John J. Sullivan said during a visit to the Afghan capital that Washington’s Afghanistan policy, which aims to use military might to force insurgents to the negotiating table, has not changed and isn’t expected to do so.
Sullivan said that Trump’s statement — that he didn’t foresee the possibility of talks with the Taliban — was prompted by recent bloodshed in Afghanistan and “an indication that at least some members of the Taliban are not interested in having a discussion about a peaceful future for Afghanistan.”
“That doesn’t change the long-range strategy of our policy, which is to be firm militarily to convince the Taliban, or significant elements of the Taliban, that there isn’t a military solution to the security situation here,” he said.
Trump cast doubt on negotiations on Monday, the same day a group of Taliban militants attempted to storm a military base in Kabul, killing 11 Afghan soldiers. It was the latest in a string of attacks claimed by the Taliban and the Islamic State.
“We don’t want to talk to the Taliban,” Trump told reporters at the White House. “We’re going to finish what we have to finish, what nobody else has been able to finish, we’re going to be able to do it.”

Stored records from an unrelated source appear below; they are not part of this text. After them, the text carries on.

//! Application context: unified state passed to every command handler.
//!
//! `AppContext` bundles the output context, the resolved run settings, and
//! the concrete infrastructure adapters. It is built once in `Cli::run()`;
//! nothing downstream reads process-wide option state.

use crate::domain::Settings;
use crate::infra::command_runner::TokioCommandRunner;
use crate::infra::config_dir::FsConfigSource;
use crate::infra::fs::LocalExecutableProbe;
use crate::output::{HumanRenderer, JsonRenderer, OutputContext, Renderer};

/// Output rendering mode.
#[derive(Debug, Clone, Copy, PartialEq, Eq)]
pub enum OutputMode {
    /// Human-readable terminal output (default).
    Human,
    /// Machine-readable JSON output.
    Json,
}

/// Output rendering flags.
pub struct OutputFlags {
    /// Disable ANSI color output.
    pub no_color: bool,
    /// Suppress non-error output.
    pub quiet: bool,
    /// Enable JSON output mode.
    pub json: bool,
}

/// Unified application context passed to every command handler.
pub struct AppContext {
    /// Terminal output context (colors, quiet mode).
    pub output: OutputContext,
    /// Output rendering mode (human vs JSON).
    pub mode: OutputMode,
    /// Resolved settings for this run.
    pub settings: Settings,
    /// Reads the remctl configuration directory.
    pub source: FsConfigSource,
    /// Checks configured executables.
    pub probe: LocalExecutableProbe,
    /// Runs help programs.
    pub runner: TokioCommandRunner,
}

impl AppContext {
    /// Construct an `AppContext` from output flags and resolved settings.
    #[must_use]
    pub fn new(flags: &OutputFlags, settings: Settings) -> Self {
        let mode = if flags.json {
            OutputMode::Json
        } else {
            OutputMode::Human
        };

        Self {
            output: OutputContext::new(flags.no_color, flags.quiet),
            mode,
            settings,
            source: FsConfigSource,
            probe: LocalExecutableProbe,
            runner: TokioCommandRunner::new(),
        }
    }
}

/// Build the renderer for an output mode.
#[must_use]
pub fn renderer_for(output: &OutputContext, mode: OutputMode) -> Renderer<'_> {
    match mode {
        OutputMode::Human => Renderer::Human(HumanRenderer::new(output)),
        OutputMode::Json => Renderer::Json(JsonRenderer),
    }
}
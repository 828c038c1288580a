//! Output styles using owo-colors stylesheet pattern

use owo_colors::Style;

/// Centralized stylesheet for CLI output colors.
#[derive(Default, Clone)]
pub struct Styles {
    /// Warning messages and help annotations (yellow)
    pub warning: Style,
    /// Info messages (blue)
    pub info: Style,
    /// Dimmed/secondary text, such as block separators
    pub dim: Style,
    /// Service labels
    pub bold: Style,
    /// Headers/section titles
    pub header: Style,
}

impl Styles {
    /// Apply colors to the stylesheet.
    pub fn colorize(&mut self) {
        self.warning = Style::new().yellow();
        self.info = Style::new().blue();
        self.dim = Style::new().dimmed();
        self.bold = Style::new().bold();
        self.header = Style::new().bold().cyan();
    }
}
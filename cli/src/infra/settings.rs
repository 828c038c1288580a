//! Infrastructure implementation of the `SettingsStore` port.

use std::path::PathBuf;

use anyhow::{Context, Result};

use crate::application::ports::SettingsStore;
use crate::domain::SettingsFile;
use crate::domain::settings::DEFAULT_SETTINGS_PATH;

/// Environment variable that overrides the settings file location.
pub const SETTINGS_ENV: &str = "REMCTL_HELP_CONFIG";

/// Production implementation of `SettingsStore` that uses a YAML file on disk.
#[derive(Debug, Default, Clone, Copy)]
pub struct YamlSettingsStore;

impl SettingsStore for YamlSettingsStore {
    fn load(&self) -> Result<SettingsFile> {
        let path = self.path();
        if !path.exists() {
            return Ok(SettingsFile::default());
        }
        let content = std::fs::read_to_string(&path)
            .with_context(|| format!("cannot read {}", path.display()))?;
        if content.trim().is_empty() {
            return Ok(SettingsFile::default());
        }
        serde_yaml::from_str(&content).with_context(|| format!("cannot parse {}", path.display()))
    }

    fn path(&self) -> PathBuf {
        std::env::var_os(SETTINGS_ENV)
            .map_or_else(|| PathBuf::from(DEFAULT_SETTINGS_PATH), PathBuf::from)
    }
}
//! Port trait definitions for the Application layer.
//!
//! Ports are the interfaces (contracts) that infrastructure must fulfill.
//! This file imports only from `crate::domain`, never from `crate::infra`,
//! `crate::commands`, or `crate::output`.

use std::path::{Path, PathBuf};
use std::process::Output;

use anyhow::Result;

use crate::domain::SettingsFile;

// ── Configuration Ports ───────────────────────────────────────────────────────

/// Access to the remctl configuration directory.
pub trait ConfigSource {
    /// List the regular files directly inside `dir`.
    ///
    /// # Errors
    ///
    /// Returns a `DiscoveryError` if the directory is missing or cannot be
    /// listed. Unreadable individual entries are not an error here.
    fn list_files(&self, dir: &Path) -> Result<Vec<PathBuf>>;

    /// Read one configuration file as text.
    fn read_file(&self, path: &Path) -> Result<String>;
}

/// Checks whether a configured executable is present.
pub trait ExecutableProbe {
    /// Returns `true` if `path` names an existing regular file.
    fn is_file(&self, path: &Path) -> bool;
}

/// Loads the optional settings file.
pub trait SettingsStore {
    /// Load settings, returning defaults when no file exists.
    fn load(&self) -> Result<SettingsFile>;
    /// Location the settings are read from.
    fn path(&self) -> PathBuf;
}

// ── Progress Reporting Port ───────────────────────────────────────────────────

/// Abstracts progress reporting so services can emit events without
/// depending on the Presentation layer. Sync trait.
pub trait ProgressReporter {
    /// A new step is starting; replaces any step still in progress.
    fn step(&self, message: &str);
    /// The current step is over.
    fn finish(&self);
}

// ── Command Runner Port ───────────────────────────────────────────────────────

/// Abstracts process execution so infrastructure can be swapped or mocked.
#[allow(async_fn_in_trait)]
pub trait CommandRunner {
    /// Run a program to completion and capture its output.
    async fn run(&self, program: &str, args: &[&str]) -> Result<Output>;
    /// Run a program with a custom timeout override.
    ///
    /// # Errors
    ///
    /// Returns an error if the process cannot be spawned or exceeds `timeout`.
    /// On timeout, the child process must be killed (not left orphaned).
    async fn run_with_timeout(
        &self,
        program: &str,
        args: &[&str],
        timeout: std::time::Duration,
    ) -> Result<Output>;
}
//! Infrastructure implementation of the `ConfigSource` port.

use std::io::ErrorKind;
use std::path::{Path, PathBuf};

use anyhow::{Context, Result};

use crate::application::ports::ConfigSource;
use crate::domain::DiscoveryError;

/// Reads remctl configuration from a directory on the local filesystem.
#[derive(Debug, Default, Clone, Copy)]
pub struct FsConfigSource;

impl ConfigSource for FsConfigSource {
    fn list_files(&self, dir: &Path) -> Result<Vec<PathBuf>> {
        let entries = std::fs::read_dir(dir).map_err(|source| match source.kind() {
            ErrorKind::NotFound => DiscoveryError::ConfigDirMissing {
                path: dir.to_path_buf(),
            },
            _ => DiscoveryError::ConfigDirUnreadable {
                path: dir.to_path_buf(),
                source,
            },
        })?;

        let mut files = Vec::new();
        for entry in entries {
            let entry = match entry {
                Ok(entry) => entry,
                Err(e) => {
                    tracing::warn!(dir = %dir.display(), "skipping unreadable directory entry: {e}");
                    continue;
                }
            };
            let path = entry.path();
            if path.is_file() {
                files.push(path);
            } else {
                tracing::debug!(path = %path.display(), "not a regular file, skipping");
            }
        }

        // Listing order is filesystem-dependent; sort for stable output.
        files.sort();
        Ok(files)
    }

    fn read_file(&self, path: &Path) -> Result<String> {
        let bytes = std::fs::read(path).with_context(|| format!("cannot read {}", path.display()))?;
        Ok(String::from_utf8_lossy(&bytes).into_owned())
    }
}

On Saturday, an ambulance packed with explosives was detonated in central Kabul, killing more than 100, in one of the deadliest attacks of the war. A week before that attack, six Taliban gunmen stormed the city’s Intercontinental Hotel, where they battled security forces for more than 12 hours and killed at least 22 people, including four Americans.
“It’s a whole different fight over there. They’re killing people left and right. Innocent people are being killed left and right,” Trump said. “I don’t see any talking taking place.”
More American troops have been sent to Afghanistan in recent months and the number of U.S. airstrikes in the country has skyrocketed under Trump’s new strategy, which military officials have said is aimed at pushing the Taliban to the negotiating table.
The Taliban on Tuesday criticized Trump’s comments, saying Afghanistan “has a long and rich history of bringing arrogant invaders to their senses.”
“Donald Trump and his war-mongering supporters must understand that every action has an equal and opposite reaction,” Zabihullah Mujahid, a spokesman for the insurgent group said in a statement. “If you insist upon war, our Mujahid nation will not welcome you with roses.”
Sullivan said that one aim of his visit, during which he met with President Ashraf Ghani, was to demonstrate U.S. commitment to the Afghan government.
Sullivan also met with Gen. John Nicholson, the top U.S. commander in Afghanistan, and U.S. troops at NATO’s Resolute Support headquarters.
“Thank you for all you do,” Sullivan told the group of servicemembers Tuesday morning. “You know better than I, how important this mission is. It’s a great honor for me to be here in person and thank you.”